» **Saved entries**
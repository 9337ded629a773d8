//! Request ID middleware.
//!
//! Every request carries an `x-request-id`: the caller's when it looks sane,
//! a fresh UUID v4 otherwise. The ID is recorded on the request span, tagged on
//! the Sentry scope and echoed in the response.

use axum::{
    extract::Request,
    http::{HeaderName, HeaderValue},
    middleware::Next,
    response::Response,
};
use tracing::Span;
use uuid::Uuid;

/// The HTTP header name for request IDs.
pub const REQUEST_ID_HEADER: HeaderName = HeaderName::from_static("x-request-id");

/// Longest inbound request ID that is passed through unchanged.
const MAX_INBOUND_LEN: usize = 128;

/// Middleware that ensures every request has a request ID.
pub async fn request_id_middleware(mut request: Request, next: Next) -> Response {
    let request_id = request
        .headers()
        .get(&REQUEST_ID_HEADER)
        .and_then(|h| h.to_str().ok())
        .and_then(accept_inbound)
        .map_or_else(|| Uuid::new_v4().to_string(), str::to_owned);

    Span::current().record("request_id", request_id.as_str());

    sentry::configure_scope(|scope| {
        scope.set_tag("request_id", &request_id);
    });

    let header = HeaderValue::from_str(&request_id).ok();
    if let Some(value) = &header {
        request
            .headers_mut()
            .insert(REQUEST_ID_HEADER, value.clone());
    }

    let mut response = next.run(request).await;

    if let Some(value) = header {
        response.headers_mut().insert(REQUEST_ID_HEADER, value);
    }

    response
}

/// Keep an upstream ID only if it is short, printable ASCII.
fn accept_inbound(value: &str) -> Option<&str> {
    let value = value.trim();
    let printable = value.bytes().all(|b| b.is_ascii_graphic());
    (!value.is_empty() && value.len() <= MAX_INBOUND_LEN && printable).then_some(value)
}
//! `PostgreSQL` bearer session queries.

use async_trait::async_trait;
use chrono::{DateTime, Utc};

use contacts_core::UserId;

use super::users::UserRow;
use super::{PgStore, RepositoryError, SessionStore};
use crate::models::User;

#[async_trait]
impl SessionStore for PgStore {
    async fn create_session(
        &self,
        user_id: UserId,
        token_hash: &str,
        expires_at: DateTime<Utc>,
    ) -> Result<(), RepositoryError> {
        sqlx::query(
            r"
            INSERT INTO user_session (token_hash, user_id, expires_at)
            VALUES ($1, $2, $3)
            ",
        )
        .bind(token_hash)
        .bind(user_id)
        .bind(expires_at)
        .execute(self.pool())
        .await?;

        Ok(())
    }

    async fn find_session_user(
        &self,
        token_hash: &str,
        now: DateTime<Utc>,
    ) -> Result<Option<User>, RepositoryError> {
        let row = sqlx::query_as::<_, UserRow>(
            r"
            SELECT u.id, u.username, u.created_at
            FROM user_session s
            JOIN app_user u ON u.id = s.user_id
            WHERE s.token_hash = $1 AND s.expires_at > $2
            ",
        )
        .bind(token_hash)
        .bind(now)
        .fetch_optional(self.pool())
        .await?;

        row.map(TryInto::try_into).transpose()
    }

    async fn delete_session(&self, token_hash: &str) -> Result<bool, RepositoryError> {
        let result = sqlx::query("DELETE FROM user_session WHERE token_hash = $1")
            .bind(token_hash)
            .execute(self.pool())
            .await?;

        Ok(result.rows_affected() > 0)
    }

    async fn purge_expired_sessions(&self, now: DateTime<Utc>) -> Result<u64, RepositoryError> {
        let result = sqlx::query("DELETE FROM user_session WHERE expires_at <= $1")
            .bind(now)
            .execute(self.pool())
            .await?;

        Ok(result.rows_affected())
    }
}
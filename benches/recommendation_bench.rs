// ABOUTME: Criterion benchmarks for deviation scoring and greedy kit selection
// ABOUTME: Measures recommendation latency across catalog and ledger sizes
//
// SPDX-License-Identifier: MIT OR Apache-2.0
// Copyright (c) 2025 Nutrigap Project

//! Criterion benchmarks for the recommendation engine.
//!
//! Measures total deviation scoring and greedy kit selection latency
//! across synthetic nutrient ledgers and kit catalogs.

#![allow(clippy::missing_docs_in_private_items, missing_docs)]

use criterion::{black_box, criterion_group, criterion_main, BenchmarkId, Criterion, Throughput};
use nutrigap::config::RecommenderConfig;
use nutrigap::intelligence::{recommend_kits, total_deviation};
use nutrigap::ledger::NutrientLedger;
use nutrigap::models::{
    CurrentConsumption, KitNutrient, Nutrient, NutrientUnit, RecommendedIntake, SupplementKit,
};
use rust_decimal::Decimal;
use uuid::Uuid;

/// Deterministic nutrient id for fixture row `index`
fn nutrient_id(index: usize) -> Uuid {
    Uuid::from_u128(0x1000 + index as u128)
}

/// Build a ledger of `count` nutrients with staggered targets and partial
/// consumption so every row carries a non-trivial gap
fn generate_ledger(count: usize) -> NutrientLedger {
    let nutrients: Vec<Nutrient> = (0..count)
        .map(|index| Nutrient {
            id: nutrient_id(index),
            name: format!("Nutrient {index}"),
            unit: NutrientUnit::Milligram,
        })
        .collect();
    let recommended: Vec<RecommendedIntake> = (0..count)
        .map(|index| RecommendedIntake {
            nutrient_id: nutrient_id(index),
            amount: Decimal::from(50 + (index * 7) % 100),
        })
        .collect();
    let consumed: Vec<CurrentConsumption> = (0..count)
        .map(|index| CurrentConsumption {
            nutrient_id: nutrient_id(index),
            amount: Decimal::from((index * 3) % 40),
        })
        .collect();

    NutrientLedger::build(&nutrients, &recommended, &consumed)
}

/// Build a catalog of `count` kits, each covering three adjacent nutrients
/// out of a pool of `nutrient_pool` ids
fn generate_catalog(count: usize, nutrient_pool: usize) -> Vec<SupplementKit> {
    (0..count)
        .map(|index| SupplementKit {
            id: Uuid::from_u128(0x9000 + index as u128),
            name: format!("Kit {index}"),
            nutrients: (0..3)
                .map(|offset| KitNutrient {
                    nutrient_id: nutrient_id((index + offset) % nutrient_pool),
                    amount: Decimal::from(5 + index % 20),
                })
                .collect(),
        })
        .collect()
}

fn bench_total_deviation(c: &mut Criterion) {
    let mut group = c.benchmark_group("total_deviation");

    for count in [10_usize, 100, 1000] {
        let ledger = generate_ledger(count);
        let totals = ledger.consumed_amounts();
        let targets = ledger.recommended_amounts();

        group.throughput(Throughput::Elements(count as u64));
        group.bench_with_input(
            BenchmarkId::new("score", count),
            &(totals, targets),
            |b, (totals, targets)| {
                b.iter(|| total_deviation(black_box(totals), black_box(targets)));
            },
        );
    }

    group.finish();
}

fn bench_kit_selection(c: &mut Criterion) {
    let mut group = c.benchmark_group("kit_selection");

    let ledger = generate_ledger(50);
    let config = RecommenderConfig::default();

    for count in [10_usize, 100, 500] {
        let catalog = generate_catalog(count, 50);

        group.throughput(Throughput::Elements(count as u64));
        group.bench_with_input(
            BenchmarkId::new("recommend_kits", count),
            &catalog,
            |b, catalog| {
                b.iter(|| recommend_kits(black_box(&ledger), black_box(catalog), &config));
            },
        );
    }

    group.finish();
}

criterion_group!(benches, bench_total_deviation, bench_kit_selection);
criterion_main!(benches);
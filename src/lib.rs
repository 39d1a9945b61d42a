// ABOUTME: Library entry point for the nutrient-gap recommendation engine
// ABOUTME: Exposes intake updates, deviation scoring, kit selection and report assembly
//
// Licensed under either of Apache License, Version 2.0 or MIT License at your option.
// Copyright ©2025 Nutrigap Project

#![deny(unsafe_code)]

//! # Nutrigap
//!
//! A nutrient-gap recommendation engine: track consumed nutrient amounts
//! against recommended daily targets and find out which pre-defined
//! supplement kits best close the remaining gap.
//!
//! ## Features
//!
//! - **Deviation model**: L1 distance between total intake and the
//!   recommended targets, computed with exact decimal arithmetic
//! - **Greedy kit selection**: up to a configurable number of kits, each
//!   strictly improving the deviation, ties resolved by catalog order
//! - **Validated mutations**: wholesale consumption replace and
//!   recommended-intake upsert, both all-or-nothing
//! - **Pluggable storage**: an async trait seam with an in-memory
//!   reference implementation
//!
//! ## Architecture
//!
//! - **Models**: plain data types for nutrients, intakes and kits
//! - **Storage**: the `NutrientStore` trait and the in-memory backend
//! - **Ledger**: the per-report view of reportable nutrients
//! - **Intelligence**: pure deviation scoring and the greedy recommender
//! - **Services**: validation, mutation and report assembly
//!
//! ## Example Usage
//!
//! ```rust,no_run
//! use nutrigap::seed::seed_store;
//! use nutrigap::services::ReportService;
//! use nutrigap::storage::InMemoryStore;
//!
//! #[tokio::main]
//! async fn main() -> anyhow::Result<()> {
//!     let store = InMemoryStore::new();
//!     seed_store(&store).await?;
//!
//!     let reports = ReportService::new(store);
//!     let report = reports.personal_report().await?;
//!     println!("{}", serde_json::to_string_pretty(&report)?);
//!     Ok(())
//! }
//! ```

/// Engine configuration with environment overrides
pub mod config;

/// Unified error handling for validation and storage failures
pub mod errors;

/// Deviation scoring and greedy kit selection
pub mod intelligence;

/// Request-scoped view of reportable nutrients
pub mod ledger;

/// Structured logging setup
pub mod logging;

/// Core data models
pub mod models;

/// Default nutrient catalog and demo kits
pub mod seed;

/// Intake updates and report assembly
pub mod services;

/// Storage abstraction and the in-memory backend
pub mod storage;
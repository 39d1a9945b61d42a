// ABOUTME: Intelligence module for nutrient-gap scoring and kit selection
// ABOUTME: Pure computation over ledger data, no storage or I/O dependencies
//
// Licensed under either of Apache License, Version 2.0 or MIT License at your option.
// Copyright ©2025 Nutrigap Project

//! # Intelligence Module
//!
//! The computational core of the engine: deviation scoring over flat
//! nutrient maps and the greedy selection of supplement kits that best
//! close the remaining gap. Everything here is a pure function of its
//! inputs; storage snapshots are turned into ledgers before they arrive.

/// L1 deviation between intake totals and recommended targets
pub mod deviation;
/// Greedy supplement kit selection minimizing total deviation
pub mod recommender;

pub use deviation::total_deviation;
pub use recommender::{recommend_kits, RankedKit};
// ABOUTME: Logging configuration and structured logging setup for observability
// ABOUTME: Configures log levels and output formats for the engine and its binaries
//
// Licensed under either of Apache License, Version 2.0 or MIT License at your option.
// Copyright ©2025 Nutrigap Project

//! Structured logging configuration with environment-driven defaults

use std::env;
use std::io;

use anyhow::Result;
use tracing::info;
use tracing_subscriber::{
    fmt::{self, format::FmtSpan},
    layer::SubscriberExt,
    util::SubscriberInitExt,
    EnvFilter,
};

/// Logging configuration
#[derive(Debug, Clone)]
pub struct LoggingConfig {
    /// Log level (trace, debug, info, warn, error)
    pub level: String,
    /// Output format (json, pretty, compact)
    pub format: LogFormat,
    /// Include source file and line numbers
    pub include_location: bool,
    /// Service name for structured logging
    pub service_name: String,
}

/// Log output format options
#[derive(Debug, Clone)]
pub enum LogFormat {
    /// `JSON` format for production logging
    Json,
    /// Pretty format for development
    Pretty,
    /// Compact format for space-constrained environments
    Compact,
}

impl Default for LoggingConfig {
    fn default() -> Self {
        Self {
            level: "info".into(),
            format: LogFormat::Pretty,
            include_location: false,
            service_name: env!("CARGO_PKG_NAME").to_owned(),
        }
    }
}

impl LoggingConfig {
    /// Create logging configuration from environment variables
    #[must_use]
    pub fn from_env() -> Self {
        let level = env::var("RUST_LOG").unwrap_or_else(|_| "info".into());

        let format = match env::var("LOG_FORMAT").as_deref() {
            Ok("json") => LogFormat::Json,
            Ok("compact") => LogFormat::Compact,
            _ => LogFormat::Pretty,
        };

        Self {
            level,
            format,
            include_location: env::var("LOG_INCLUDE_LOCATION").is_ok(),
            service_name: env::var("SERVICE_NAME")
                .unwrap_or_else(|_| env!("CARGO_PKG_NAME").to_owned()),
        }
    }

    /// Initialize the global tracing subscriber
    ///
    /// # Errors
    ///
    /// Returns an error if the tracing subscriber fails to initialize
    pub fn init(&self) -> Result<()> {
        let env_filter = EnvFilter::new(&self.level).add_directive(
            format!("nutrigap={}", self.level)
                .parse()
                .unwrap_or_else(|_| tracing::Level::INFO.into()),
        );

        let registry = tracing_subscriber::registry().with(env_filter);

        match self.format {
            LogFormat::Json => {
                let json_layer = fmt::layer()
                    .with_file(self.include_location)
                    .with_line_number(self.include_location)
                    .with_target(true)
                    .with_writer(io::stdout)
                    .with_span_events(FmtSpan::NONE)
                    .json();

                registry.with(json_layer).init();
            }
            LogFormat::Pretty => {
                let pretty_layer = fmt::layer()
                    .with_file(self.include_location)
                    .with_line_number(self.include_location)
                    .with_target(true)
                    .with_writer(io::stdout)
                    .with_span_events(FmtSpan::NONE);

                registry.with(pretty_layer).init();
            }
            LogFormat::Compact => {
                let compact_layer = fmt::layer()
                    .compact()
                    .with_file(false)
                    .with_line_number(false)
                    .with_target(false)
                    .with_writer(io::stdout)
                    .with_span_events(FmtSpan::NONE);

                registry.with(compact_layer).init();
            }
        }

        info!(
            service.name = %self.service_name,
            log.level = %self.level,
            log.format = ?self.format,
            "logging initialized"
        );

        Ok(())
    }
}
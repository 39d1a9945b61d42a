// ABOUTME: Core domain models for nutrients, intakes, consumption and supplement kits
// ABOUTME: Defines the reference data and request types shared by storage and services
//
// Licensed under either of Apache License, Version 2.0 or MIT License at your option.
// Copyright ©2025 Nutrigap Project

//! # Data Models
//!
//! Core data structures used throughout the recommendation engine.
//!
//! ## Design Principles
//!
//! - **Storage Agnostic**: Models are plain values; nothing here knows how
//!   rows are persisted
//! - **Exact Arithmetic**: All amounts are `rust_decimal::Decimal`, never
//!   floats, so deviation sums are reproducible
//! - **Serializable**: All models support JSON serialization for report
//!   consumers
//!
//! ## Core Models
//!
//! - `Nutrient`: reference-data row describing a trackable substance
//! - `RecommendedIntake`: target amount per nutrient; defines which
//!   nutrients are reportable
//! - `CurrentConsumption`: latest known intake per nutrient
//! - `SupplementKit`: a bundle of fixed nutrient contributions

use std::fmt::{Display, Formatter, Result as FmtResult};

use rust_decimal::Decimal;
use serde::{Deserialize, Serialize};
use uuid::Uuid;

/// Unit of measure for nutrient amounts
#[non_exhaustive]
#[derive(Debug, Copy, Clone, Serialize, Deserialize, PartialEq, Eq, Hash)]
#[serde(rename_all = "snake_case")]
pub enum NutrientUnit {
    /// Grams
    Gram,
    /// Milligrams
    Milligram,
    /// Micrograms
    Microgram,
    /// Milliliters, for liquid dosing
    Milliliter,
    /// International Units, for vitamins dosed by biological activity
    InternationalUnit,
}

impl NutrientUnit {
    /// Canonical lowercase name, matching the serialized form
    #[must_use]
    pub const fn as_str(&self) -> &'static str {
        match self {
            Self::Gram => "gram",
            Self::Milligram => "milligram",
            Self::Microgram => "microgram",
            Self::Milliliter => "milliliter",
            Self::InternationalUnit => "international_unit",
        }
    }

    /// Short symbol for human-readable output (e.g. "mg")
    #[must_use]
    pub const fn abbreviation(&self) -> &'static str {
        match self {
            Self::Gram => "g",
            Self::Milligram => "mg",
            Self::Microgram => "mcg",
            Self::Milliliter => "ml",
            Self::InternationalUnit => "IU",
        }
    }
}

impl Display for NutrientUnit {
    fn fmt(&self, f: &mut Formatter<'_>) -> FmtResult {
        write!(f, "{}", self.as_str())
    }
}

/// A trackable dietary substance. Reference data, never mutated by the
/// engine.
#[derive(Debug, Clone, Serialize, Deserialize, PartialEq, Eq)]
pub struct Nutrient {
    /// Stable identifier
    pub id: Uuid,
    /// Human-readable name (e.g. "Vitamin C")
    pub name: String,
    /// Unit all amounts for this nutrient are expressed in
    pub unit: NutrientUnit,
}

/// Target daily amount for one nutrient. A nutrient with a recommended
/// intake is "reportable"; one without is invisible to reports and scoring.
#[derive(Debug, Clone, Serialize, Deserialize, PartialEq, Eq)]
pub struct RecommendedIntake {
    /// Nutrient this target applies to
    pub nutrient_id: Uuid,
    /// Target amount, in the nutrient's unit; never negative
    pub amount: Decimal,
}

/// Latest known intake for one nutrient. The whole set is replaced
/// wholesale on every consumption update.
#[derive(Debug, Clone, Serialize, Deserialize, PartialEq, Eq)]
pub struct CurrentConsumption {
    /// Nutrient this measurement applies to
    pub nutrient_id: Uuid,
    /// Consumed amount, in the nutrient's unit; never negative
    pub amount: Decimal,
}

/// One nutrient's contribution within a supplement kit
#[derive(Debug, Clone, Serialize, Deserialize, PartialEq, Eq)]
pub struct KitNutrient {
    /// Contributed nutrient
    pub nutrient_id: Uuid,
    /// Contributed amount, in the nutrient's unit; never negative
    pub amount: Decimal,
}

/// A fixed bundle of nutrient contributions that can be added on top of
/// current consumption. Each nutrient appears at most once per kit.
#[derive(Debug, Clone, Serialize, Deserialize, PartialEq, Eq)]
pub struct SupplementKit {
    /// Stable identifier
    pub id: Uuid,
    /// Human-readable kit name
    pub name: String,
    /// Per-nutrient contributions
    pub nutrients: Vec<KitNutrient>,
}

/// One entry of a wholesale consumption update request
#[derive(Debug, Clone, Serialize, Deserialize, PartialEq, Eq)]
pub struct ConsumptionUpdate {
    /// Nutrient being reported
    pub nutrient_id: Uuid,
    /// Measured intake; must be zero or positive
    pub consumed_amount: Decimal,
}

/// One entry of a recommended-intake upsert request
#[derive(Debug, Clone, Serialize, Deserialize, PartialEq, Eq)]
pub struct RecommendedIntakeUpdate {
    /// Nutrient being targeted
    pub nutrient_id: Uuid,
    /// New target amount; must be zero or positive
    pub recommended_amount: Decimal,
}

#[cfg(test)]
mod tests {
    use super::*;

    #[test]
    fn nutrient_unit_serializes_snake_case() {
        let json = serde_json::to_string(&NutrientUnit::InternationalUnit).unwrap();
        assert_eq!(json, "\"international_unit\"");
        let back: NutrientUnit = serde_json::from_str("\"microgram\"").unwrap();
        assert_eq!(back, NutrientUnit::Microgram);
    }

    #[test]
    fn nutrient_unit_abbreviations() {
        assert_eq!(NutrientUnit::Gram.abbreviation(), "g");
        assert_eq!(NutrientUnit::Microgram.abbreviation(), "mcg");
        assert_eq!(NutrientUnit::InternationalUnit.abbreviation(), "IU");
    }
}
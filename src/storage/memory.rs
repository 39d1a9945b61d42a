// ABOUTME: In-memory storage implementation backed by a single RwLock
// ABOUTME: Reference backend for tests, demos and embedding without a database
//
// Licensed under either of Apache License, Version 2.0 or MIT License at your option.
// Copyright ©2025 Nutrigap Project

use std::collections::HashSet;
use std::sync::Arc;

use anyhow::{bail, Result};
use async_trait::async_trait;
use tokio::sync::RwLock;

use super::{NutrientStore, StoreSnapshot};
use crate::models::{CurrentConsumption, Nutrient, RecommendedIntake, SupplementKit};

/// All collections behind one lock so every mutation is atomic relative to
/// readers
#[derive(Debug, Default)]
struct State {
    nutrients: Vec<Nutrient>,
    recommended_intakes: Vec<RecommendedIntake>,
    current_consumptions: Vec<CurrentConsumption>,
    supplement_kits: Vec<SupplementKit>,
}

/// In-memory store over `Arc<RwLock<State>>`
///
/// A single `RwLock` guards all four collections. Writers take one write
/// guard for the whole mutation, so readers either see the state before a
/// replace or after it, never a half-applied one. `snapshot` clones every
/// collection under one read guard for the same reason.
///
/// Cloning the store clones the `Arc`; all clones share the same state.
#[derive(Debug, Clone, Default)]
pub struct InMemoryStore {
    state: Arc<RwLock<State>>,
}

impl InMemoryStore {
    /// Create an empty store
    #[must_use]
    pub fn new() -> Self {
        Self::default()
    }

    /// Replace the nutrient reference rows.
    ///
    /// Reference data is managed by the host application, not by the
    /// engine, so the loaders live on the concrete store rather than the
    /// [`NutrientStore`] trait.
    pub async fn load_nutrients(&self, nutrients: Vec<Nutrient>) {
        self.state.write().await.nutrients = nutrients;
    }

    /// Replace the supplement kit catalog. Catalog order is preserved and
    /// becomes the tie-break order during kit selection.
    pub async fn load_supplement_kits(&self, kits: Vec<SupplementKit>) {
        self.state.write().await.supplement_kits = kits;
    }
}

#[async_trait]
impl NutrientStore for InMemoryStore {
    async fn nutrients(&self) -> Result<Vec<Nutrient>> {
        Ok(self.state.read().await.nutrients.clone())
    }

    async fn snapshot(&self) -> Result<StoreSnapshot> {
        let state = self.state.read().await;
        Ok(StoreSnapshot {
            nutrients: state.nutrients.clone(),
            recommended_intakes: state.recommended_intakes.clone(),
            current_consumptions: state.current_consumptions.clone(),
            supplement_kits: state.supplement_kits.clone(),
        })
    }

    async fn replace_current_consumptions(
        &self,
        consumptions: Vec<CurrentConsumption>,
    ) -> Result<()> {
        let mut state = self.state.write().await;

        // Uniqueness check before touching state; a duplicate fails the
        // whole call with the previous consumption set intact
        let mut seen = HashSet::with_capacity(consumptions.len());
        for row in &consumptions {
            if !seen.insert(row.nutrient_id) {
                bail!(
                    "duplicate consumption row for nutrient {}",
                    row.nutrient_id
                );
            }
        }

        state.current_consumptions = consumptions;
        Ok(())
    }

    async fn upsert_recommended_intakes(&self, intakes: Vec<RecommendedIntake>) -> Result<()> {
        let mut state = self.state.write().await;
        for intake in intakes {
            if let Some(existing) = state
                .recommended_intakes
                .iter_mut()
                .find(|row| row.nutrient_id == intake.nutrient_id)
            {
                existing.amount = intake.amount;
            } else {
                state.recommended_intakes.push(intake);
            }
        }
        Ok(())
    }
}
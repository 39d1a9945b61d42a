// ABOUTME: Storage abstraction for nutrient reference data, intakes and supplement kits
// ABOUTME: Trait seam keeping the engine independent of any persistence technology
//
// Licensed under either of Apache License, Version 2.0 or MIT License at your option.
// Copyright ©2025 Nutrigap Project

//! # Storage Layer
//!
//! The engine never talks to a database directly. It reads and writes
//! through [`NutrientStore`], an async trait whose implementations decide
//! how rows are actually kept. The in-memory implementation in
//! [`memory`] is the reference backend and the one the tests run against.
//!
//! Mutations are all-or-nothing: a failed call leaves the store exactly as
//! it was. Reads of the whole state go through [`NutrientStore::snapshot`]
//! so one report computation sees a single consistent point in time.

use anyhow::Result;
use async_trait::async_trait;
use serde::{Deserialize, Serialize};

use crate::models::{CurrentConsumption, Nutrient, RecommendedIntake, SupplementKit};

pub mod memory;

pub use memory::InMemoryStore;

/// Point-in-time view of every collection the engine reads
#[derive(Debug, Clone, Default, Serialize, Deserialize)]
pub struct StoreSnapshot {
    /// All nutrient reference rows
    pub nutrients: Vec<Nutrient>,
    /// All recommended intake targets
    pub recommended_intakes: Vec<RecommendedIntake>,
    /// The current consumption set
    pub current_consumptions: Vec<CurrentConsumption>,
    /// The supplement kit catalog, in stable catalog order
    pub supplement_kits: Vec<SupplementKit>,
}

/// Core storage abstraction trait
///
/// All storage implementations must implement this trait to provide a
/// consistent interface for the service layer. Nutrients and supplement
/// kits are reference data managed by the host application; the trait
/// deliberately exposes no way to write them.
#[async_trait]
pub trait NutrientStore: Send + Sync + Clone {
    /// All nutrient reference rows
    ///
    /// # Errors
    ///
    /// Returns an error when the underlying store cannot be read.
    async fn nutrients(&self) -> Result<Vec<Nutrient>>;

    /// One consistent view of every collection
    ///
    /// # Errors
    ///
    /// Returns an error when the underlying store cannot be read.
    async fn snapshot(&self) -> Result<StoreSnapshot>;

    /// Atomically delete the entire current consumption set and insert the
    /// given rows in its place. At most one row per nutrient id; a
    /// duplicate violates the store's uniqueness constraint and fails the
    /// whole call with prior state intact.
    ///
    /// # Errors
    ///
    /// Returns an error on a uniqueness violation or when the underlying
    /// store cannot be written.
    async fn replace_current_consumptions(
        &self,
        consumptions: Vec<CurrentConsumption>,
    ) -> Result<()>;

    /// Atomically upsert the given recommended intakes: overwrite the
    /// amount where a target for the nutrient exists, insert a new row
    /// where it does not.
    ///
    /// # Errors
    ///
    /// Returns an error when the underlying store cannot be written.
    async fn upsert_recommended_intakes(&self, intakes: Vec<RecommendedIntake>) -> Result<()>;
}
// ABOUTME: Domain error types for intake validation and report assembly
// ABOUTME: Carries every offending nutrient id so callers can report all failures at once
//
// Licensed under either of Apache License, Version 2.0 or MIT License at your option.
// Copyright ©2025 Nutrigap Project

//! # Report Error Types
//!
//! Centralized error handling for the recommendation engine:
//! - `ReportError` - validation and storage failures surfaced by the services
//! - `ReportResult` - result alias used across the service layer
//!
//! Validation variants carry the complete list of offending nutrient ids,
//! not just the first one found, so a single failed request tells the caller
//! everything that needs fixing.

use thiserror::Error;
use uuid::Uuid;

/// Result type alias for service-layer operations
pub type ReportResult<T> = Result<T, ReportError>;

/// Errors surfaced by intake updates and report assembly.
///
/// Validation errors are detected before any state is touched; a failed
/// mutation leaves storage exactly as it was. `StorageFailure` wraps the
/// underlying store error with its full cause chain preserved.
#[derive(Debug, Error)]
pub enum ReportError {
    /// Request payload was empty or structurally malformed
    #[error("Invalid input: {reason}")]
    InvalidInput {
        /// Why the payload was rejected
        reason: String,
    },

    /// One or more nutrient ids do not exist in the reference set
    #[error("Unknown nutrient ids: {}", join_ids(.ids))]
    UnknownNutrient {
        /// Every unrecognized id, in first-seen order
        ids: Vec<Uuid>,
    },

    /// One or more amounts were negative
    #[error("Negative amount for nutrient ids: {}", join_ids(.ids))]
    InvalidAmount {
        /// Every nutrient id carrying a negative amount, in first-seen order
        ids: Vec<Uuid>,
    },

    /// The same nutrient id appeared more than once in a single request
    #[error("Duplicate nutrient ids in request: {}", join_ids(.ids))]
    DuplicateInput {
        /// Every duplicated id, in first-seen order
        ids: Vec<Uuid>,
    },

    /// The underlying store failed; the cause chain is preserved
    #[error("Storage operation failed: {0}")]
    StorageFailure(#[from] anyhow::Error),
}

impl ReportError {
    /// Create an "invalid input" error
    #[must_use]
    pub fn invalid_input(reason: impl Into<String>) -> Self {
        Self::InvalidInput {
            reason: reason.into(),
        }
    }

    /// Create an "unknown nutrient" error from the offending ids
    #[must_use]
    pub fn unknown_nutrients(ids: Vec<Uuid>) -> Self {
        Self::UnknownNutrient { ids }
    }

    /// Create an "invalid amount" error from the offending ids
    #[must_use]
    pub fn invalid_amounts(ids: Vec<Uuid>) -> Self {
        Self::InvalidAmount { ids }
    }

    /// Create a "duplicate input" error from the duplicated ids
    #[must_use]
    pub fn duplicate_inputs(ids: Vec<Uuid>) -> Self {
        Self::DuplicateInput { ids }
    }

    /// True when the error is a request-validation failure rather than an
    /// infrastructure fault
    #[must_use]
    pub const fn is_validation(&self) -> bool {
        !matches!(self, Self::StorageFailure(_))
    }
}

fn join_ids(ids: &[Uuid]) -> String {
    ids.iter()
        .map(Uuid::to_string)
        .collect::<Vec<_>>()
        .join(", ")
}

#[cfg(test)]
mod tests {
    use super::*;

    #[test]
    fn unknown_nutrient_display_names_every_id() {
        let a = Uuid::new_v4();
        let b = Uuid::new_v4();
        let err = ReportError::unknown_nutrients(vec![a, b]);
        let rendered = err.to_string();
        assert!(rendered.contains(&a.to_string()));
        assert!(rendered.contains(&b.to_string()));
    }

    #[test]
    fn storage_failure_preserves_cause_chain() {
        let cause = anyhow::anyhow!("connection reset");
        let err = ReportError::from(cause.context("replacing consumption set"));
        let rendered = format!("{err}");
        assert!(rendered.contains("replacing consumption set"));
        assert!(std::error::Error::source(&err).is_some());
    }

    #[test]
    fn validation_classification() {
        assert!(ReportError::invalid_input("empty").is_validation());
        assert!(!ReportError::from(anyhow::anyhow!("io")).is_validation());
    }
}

» **Directions for this task**
Retype the entries above exactly, but only from the line containing "a supplement kit" through the line containing "added on top of", both included.

» **Solution to this task**
/// One nutrient's contribution within a supplement kit
#[derive(Debug, Clone, Serialize, Deserialize, PartialEq, Eq)]
pub struct KitNutrient {
    /// Contributed nutrient
    pub nutrient_id: Uuid,
    /// Contributed amount, in the nutrient's unit; never negative
    pub amount: Decimal,
}

/// A fixed bundle of nutrient contributions that can be added on top of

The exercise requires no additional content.